* **What this task involves**:
Write the records out once more. Leave each line exactly as given.

* **Data shown**:
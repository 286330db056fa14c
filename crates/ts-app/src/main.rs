use anyhow::{Context, Result};
use clap::Parser;
use ts_audio::{FileSource, MicrophoneSource, Partial, ToneSource};
use ts_core::config::SessionConfig;
use ts_core::traits::{AudioSource, Visualizer};

pub mod cli;
pub mod report;
pub mod session;

fn main() -> Result<()> {
    // 1. Parser CLI
    let cli = cli::Cli::parse();

    // 2. Initialiser le logging
    env_logger::Builder::new()
        .filter_level(cli.log_level.parse().unwrap_or(log::LevelFilter::Warn))
        .init();

    // 3. Lister les périphériques et quitter
    if cli.list_devices {
        let devices = ts_audio::list_input_devices()?;
        if devices.is_empty() {
            println!("Aucun périphérique d'entrée.");
        }
        for name in devices {
            println!("{name}");
        }
        return Ok(());
    }

    // 4. Charger la config puis appliquer les overrides CLI
    let mut config = resolve_config(&cli)?;
    cli.apply_overrides(&mut config);
    config.clamp_all();

    // 5. Ouvrir la source audio
    let mut source = open_source(&cli, &config)?;

    // 6. Choisir la sortie
    let mut visualizer: Box<dyn Visualizer> = match cli.format {
        cli::OutputFormat::Text => Box::new(report::TextReport::new(std::io::stdout())),
        cli::OutputFormat::Json => Box::new(report::JsonReport::new(std::io::stdout())),
    };

    // 7. Boucle d'essais
    let mut session = session::Session::new(&config);
    if config.prompt {
        session = session.with_prompt(Box::new(std::io::stdin().lock()));
    }
    let summary = session.run(source.as_mut(), visualizer.as_mut())?;

    if summary.pending > 0 {
        log::warn!(
            "{} essais en attente non moyennés (seuil {})",
            summary.pending,
            config.flush_threshold
        );
    }
    Ok(())
}

/// Build the audio source selected on the command line.
fn open_source(cli: &cli::Cli, config: &SessionConfig) -> Result<Box<dyn AudioSource>> {
    match cli.source() {
        cli::SourceChoice::Microphone => {
            log::info!("Capture microphone");
            Ok(Box::new(MicrophoneSource::new(config.device.clone())))
        }
        cli::SourceChoice::File(path) => {
            if !path.exists() {
                anyhow::bail!("Audio source not found: {}", path.display());
            }
            log::info!("Analyse du fichier {}", path.display());
            let source = FileSource::open(&path)
                .with_context(|| format!("Lecture impossible : {}", path.display()))?;
            Ok(Box::new(source))
        }
        cli::SourceChoice::Tone(freqs) => {
            log::info!("Son synthétique : {freqs:?} Hz");
            let partials = freqs
                .into_iter()
                .map(|frequency_hz| Partial {
                    frequency_hz,
                    amplitude: 1.0,
                })
                .collect();
            Ok(Box::new(ToneSource::new(partials)))
        }
    }
}

/// Load --config, falling back to defaults when the file is missing.
fn resolve_config(cli: &cli::Cli) -> Result<SessionConfig> {
    if cli.config.exists() {
        ts_core::config::load_config(&cli.config)
    } else {
        log::warn!(
            "Config introuvable : {}. Utilisation des défauts.",
            cli.config.display()
        );
        Ok(SessionConfig::default())
    }
}

#[cfg(test)]
mod tests {
    use super::*;
    use std::io::Write;

    fn cli_with_config(path: &std::path::Path) -> cli::Cli {
        let path = path.to_string_lossy().into_owned();
        cli::Cli::try_parse_from(["timbrescope", "--config", path.as_str()]).unwrap()
    }

    #[test]
    fn config_file_is_loaded() {
        let mut file = tempfile::NamedTempFile::new().unwrap();
        writeln!(file, "[aggregation]\nflush_threshold = 3\n[session]\ntrials = 9").unwrap();
        let config = resolve_config(&cli_with_config(file.path())).unwrap();
        assert_eq!(config.flush_threshold, 3);
        assert_eq!(config.trials, 9);
        assert_eq!(config.cluster_limit, 15);
    }

    #[test]
    fn missing_config_falls_back_to_defaults() {
        let dir = tempfile::tempdir().unwrap();
        let config = resolve_config(&cli_with_config(&dir.path().join("absent.toml"))).unwrap();
        assert_eq!(config, SessionConfig::default());
    }

    #[test]
    fn broken_config_is_an_error() {
        let mut file = tempfile::NamedTempFile::new().unwrap();
        writeln!(file, "[session]\ntrials = \"many\"").unwrap();
        assert!(resolve_config(&cli_with_config(file.path())).is_err());
    }

    #[test]
    fn cli_overrides_win_over_file() {
        let mut file = tempfile::NamedTempFile::new().unwrap();
        writeln!(file, "[session]\ntrials = 9\nprompt = true").unwrap();
        let path = file.path().to_string_lossy().into_owned();
        let cli = cli::Cli::try_parse_from([
            "timbrescope",
            "--config",
            path.as_str(),
            "--trials",
            "2",
            "--no-prompt",
        ])
        .unwrap();
        let mut config = resolve_config(&cli).unwrap();
        cli.apply_overrides(&mut config);
        assert_eq!(config.trials, 2);
        assert!(!config.prompt);
    }

    #[test]
    fn tone_source_is_built_from_cli() {
        let cli = cli::Cli::try_parse_from(["timbrescope", "--tone", "220", "--tone", "330"]).unwrap();
        let source = open_source(&cli, &SessionConfig::default()).unwrap();
        assert_eq!(source.name(), "tone");
    }

    #[test]
    fn missing_input_file_is_an_error() {
        let dir = tempfile::tempdir().unwrap();
        let path = dir.path().join("absent.wav").to_string_lossy().into_owned();
        let cli = cli::Cli::try_parse_from(["timbrescope", "--input", path.as_str()]).unwrap();
        assert!(open_source(&cli, &SessionConfig::default()).is_err());
    }
}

* **The answer**:
repository 286330db056fa14c
filename crates/ts-app/src/main.rs
use anyhow::{Context, Result};
use clap::Parser;
use ts_audio::{FileSource, MicrophoneSource, Partial, ToneSource};
use ts_core::config::SessionConfig;
use ts_core::traits::{AudioSource, Visualizer};

pub mod cli;
pub mod report;
pub mod session;

fn main() -> Result<()> {
    // 1. Parser CLI
    let cli = cli::Cli::parse();

    // 2. Initialiser le logging
    env_logger::Builder::new()
        .filter_level(cli.log_level.parse().unwrap_or(log::LevelFilter::Warn))
        .init();

    // 3. Lister les périphériques et quitter
    if cli.list_devices {
        let devices = ts_audio::list_input_devices()?;
        if devices.is_empty() {
            println!("Aucun périphérique d'entrée.");
        }
        for name in devices {
            println!("{name}");
        }
        return Ok(());
    }

    // 4. Charger la config puis appliquer les overrides CLI
    let mut config = resolve_config(&cli)?;
    cli.apply_overrides(&mut config);
    config.clamp_all();

    // 5. Ouvrir la source audio
    let mut source = open_source(&cli, &config)?;

    // 6. Choisir la sortie
    let mut visualizer: Box<dyn Visualizer> = match cli.format {
        cli::OutputFormat::Text => Box::new(report::TextReport::new(std::io::stdout())),
        cli::OutputFormat::Json => Box::new(report::JsonReport::new(std::io::stdout())),
    };

    // 7. Boucle d'essais
    let mut session = session::Session::new(&config);
    if config.prompt {
        session = session.with_prompt(Box::new(std::io::stdin().lock()));
    }
    let summary = session.run(source.as_mut(), visualizer.as_mut())?;

    if summary.pending > 0 {
        log::warn!(
            "{} essais en attente non moyennés (seuil {})",
            summary.pending,
            config.flush_threshold
        );
    }
    Ok(())
}

/// Build the audio source selected on the command line.
fn open_source(cli: &cli::Cli, config: &SessionConfig) -> Result<Box<dyn AudioSource>> {
    match cli.source() {
        cli::SourceChoice::Microphone => {
            log::info!("Capture microphone");
            Ok(Box::new(MicrophoneSource::new(config.device.clone())))
        }
        cli::SourceChoice::File(path) => {
            if !path.exists() {
                anyhow::bail!("Audio source not found: {}", path.display());
            }
            log::info!("Analyse du fichier {}", path.display());
            let source = FileSource::open(&path)
                .with_context(|| format!("Lecture impossible : {}", path.display()))?;
            Ok(Box::new(source))
        }
        cli::SourceChoice::Tone(freqs) => {
            log::info!("Son synthétique : {freqs:?} Hz");
            let partials = freqs
                .into_iter()
                .map(|frequency_hz| Partial {
                    frequency_hz,
                    amplitude: 1.0,
                })
                .collect();
            Ok(Box::new(ToneSource::new(partials)))
        }
    }
}

/// Load --config, falling back to defaults when the file is missing.
fn resolve_config(cli: &cli::Cli) -> Result<SessionConfig> {
    if cli.config.exists() {
        ts_core::config::load_config(&cli.config)
    } else {
        log::warn!(
            "Config introuvable : {}. Utilisation des défauts.",
            cli.config.display()
        );
        Ok(SessionConfig::default())
    }
}

#[cfg(test)]
mod tests {
    use super::*;
    use std::io::Write;

    fn cli_with_config(path: &std::path::Path) -> cli::Cli {
        let path = path.to_string_lossy().into_owned();
        cli::Cli::try_parse_from(["timbrescope", "--config", path.as_str()]).unwrap()
    }

    #[test]
    fn config_file_is_loaded() {
        let mut file = tempfile::NamedTempFile::new().unwrap();
        writeln!(file, "[aggregation]\nflush_threshold = 3\n[session]\ntrials = 9").unwrap();
        let config = resolve_config(&cli_with_config(file.path())).unwrap();
        assert_eq!(config.flush_threshold, 3);
        assert_eq!(config.trials, 9);
        assert_eq!(config.cluster_limit, 15);
    }

    #[test]
    fn missing_config_falls_back_to_defaults() {
        let dir = tempfile::tempdir().unwrap();
        let config = resolve_config(&cli_with_config(&dir.path().join("absent.toml"))).unwrap();
        assert_eq!(config, SessionConfig::default());
    }

    #[test]
    fn broken_config_is_an_error() {
        let mut file = tempfile::NamedTempFile::new().unwrap();
        writeln!(file, "[session]\ntrials = \"many\"").unwrap();
        assert!(resolve_config(&cli_with_config(file.path())).is_err());
    }

    #[test]
    fn cli_overrides_win_over_file() {
        let mut file = tempfile::NamedTempFile::new().unwrap();
        writeln!(file, "[session]\ntrials = 9\nprompt = true").unwrap();
        let path = file.path().to_string_lossy().into_owned();
        let cli = cli::Cli::try_parse_from([
            "timbrescope",
            "--config",
            path.as_str(),
            "--trials",
            "2",
            "--no-prompt",
        ])
        .unwrap();
        let mut config = resolve_config(&cli).unwrap();
        cli.apply_overrides(&mut config);
        assert_eq!(config.trials, 2);
        assert!(!config.prompt);
    }

    #[test]
    fn tone_source_is_built_from_cli() {
        let cli = cli::Cli::try_parse_from(["timbrescope", "--tone", "220", "--tone", "330"]).unwrap();
        let source = open_source(&cli, &SessionConfig::default()).unwrap();
        assert_eq!(source.name(), "tone");
    }

    #[test]
    fn missing_input_file_is_an_error() {
        let dir = tempfile::tempdir().unwrap();
        let path = dir.path().join("absent.wav").to_string_lossy().into_owned();
        let cli = cli::Cli::try_parse_from(["timbrescope", "--input", path.as_str()]).unwrap();
        assert!(open_source(&cli, &SessionConfig::default()).is_err());
    }
}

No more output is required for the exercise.